I go off-piste yet again. The word gap seems to me a little on the onomatopoeic side, too: it’s a gulf, fissure, cleft, chasm. The reason it came to mind seemingly spontaneously is that I’ve co-written a book with my friend and colleague Dr Klay Lamprell on the “gap phenomenon” with the running title: Gaps: The surprising truth hiding in the in-between. The manuscript looks at the story of gaps from the perspective of how we mobilize our mental models and cognitive architectures to detect, perceive, and use gaps as we encounter the world.

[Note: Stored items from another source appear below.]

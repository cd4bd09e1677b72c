use clap::{Args, Parser, Subcommand};
use odmlite::cli::{self as prog_cli, Command, Source};
use odmlite::config::OdmConfig;
use std::path::PathBuf;

#[derive(Parser, Debug)]
#[command(name = "odmlite", version, about = "Query and validate NDJSON data against an odmlite schema", long_about = None)]
struct Cli {
    #[arg(long, global = true, help = "Path to a config file (TOML). Defaults to $ODMLITE_CONFIG or ./odmlite.toml.")]
    config: Option<PathBuf>,
    #[command(subcommand)]
    command: Commands,
}

#[derive(Args, Debug)]
struct SourceArgs {
    #[arg(long, help = "Schema declaration (JSON)")]
    schema: PathBuf,
    #[arg(long, help = "Documents, one JSON object per line")]
    data: PathBuf,
}

impl From<SourceArgs> for Source {
    fn from(a: SourceArgs) -> Self {
        Self { schema: a.schema, data: a.data }
    }
}

#[derive(Subcommand, Debug)]
enum Commands {
    #[command(about = "Run a query and print matching documents as NDJSON")]
    Query {
        #[command(flatten)]
        source: SourceArgs,
        #[arg(long, help = "Filter document, e.g. '{\"hits\": {\"$gte\": 18}}'")]
        filter: Option<String>,
        #[arg(long, help = "Sort spec: '-hits name' or '{\"hits\": -1}'")]
        sort: Option<String>,
        #[arg(long)]
        skip: Option<usize>,
        #[arg(long)]
        limit: Option<usize>,
        #[arg(long, help = "Projection: 'a b' keeps fields, '-c' drops them")]
        select: Option<String>,
        #[arg(long, help = "Print stored values only, without virtuals")]
        lean: bool,
        #[arg(long, help = "Print the query plan instead of running it")]
        explain: bool,
    },
    #[command(about = "Validate every line of the data file against the schema")]
    Validate {
        #[command(flatten)]
        source: SourceArgs,
    },
}

fn main() {
    let cli = Cli::parse();
    let cfg = match OdmConfig::load(cli.config.as_deref()) {
        Ok(c) => c,
        Err(e) => {
            eprintln!("error: {e}");
            std::process::exit(2);
        }
    };
    if let Err(e) = odmlite::logger::configure_from(&cfg) {
        eprintln!("warning: logging disabled: {e}");
    }
    let cmd = match cli.command {
        Commands::Query { source, filter, sort, skip, limit, select, lean, explain } => Command::Query {
            source: source.into(),
            filter_json: filter,
            sort,
            skip,
            limit,
            select,
            lean,
            explain,
        },
        Commands::Validate { source } => Command::Validate { source: source.into() },
    };
    let stdout = std::io::stdout();
    match prog_cli::run(&cfg, cmd, &mut stdout.lock()) {
        Ok(report) if report.failed > 0 => {
            eprintln!("{} line(s) rejected", report.failed);
            std::process::exit(1);
        }
        Ok(_) => {}
        Err(e) => {
            eprintln!("error: {e}");
            std::process::exit(2);
        }
    }
}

There are conceptual gaps, as in the differences between right and left wing politics, distinguishable theories, and distinct ideas people have and hold to. And there are physical gaps, between atoms loosely coming together into a molecule, trees clustering as a forest and stars making up a galaxy. The book argues that an understanding of both conceptual and physical gaps offers great promise in re-energizing how we all think about the world. It says we can each learn more about gaps, and become a gap-thinker. To understand gaps, though, we needed to delve deeply into the nature of gaps themselves and, more broadly, space, the stuff of which physical gaps are made. I joke to people that it is actually a book on nothing at all.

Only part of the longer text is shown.